Isu Pasien yang Meninggal Dapat Santunan, Siswandoyo : Tidak Ada Kecuali Nakes

oleh -176 views
H. Siswandoyo Juru Bicara Satgas Covid-19 Barito Utara saat menggelar Jumpa Pers, Senin (9/8/2021).

TEWENEWS,Muara Teweh – Satuan Tugas Penanganan Covid-19 Kabupaten Barito Utara menggelar jumpa Press Conference di Aula Pertemuan Dinas Kesehatan, ternyata isu bahwa pasien yang meninggal akan mendapatkan santunan itu tidak benar,
Senin (9/8/2021) siang.

Juru Bicara Satuan Gugus Tugas Penanganan Covid-19 Kabupaten Barito Utara H. Siswandoyo mengatakan dalam beberapa minggu terakhir, penyebaran Virus Covid-19 di Kabupaten Barito Utara meningkat secara signifikan.
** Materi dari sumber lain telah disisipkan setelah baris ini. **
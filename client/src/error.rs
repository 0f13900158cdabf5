//! Error types for the game client.

use shared::{ConfigError, DatagramError, ObjectError, SchemaError};

#[derive(Debug, thiserror::Error)]
pub enum ClientError {
    #[error("malformed message: {0}")]
    Datagram(#[from] DatagramError),

    #[error("object error: {0}")]
    Object(#[from] ObjectError),

    #[error("schema error: {0}")]
    Schema(#[from] SchemaError),

    #[error("configuration error: {0}")]
    Config(#[from] ConfigError),

    #[error("network error: {0}")]
    Io(#[from] std::io::Error),
}

impl ClientError {
    /// True when the Client Agent connection is gone, as opposed to a
    /// fault in this process.
    pub fn is_connection_error(&self) -> bool {
        matches!(
            self,
            ClientError::Object(ObjectError::Disconnected) | ClientError::Io(_)
        )
    }
}

#[cfg(test)]
mod tests {
    use super::*;

    #[test]
    fn test_connection_errors_are_told_apart() {
        assert!(ClientError::from(ObjectError::Disconnected).is_connection_error());
        assert!(ClientError::from(std::io::Error::from(std::io::ErrorKind::BrokenPipe))
            .is_connection_error());
        assert!(!ClientError::from(ObjectError::NotGenerated).is_connection_error());
        assert!(!ClientError::from(ConfigError::AlreadyInstantiated("ClientRepository"))
            .is_connection_error());
    }
}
“Saat ini kasus terkonfirmasi sebanyak 1.087 orang, jumlah pasien sembuh sebanyak 882 orang, meninggal 33 orang, dan dalam perawatan baik di RSUD maupun Isolasi Mandiri sebanyak 167 orang,” Ungkap Siswandoyo.

Untuk kecamatan tertinggi yakni Kecamatan Teweh Tengah dengan jumlah kasus 796 orang, Gunung Timang 72 orang dan Teweh Baru 56 orang serta merata di 6 kecamatan lainnya.

“Jumlah bed untuk isolasi pasien sedang atau berat di RSUD sebanyak 103 bed dan yang terpakai 43 bed. Tingkat BOR kita dibawah 50%,” jelas Siswandoyo.

Sementara untuk vaksinasi dari 36.020 dosis yang diterima saat ini, telah dipakai sebanyak 35.120 dosis.

“Sisanya masih tersimpan di berbagai Puskesmas di Barito Utara, jadi kami mohonkan agar Puskesmas segera melaksanakan vaksinasi,” kata Siswandoyo.

Sedangkan untuk zonasi level PPKM Mikro di tingkat RT terdapat 565 RT zona hijau (0 kasus), 55 RT zona kuning (terdapat kasus 1-2 rumah), 13 RT zona orange (terdapat kasus 3-5 rumah), dan 0 RT zona merah.

“Dari 13 RT zona orange terdapat di Desa Batu Raya 2 dan Kandui, Kelurahan Jingah, Lanjas dan Melayu,” jelas Siswandoyo.

Dijelaskan juga bahwa saat ini, ketersediaan tabung oksigen masih aman.

“Perusda telah bekerja sama dengan Samator guna menyiapkan 40-50 tabung setiap hari. Dinkes Provinsi memfasilitasi pengisian tabung oksigen dari Provinsi Kalbar dan Kaltim,” ujar Siswandoyo.

Menjawab pertanyaan beberapa awak media, Jubir Covid-19 Barut menjelaskan bahwasanya pembuatan tempat Isolasi Mandiri Terpadu hanya dikhususkan untuk para pasien dengan gejala ringan ataupun yang tidak bergejala.

“Untuk pasien sedang/berat tetap di tempatkan di RSUD,” imbuhnya.

Diharapkan agar masyarakat dapat melaporkan diri, agar pemantauan dan pemeriksaan kesehatan lebih baik.
“Kami atas nama Pemerintah Kabupaten Barito Utara meminta kepada rekan-rekan media agar dapat mengedukasi masyarakat untuk memeriksa diri ke fasilitas kesehatan baik Puskesmas maupun RSUD,” harap Siswandoyo.

Bahwasanya klinik-klinik yang mengadakan Test Antigen agar dapat melaporkan hasilnya kepada Dinas Kesehatan. Hal ini didasarkan saat ini, banyak hasil test yang telah dikeluarkan tetapi datanya tidak masuk pada Dinas Kesehatan.

“Bila tidak melaporkan kepada kami, nantinya akses online untuk pelaporan ke pihak-pihak pengguna Test akan kami tutup,” kata H. Siswandoyo.

Tak hanya itu, terkait isu bahwa keluarga pasien yang meninggal akan mendapatkan santunan ternyata itu tidak benar.

“Tidak ada itu kecuali nakes, nakes terpapar meninggal itu baru dapat santunan,” jelasnya.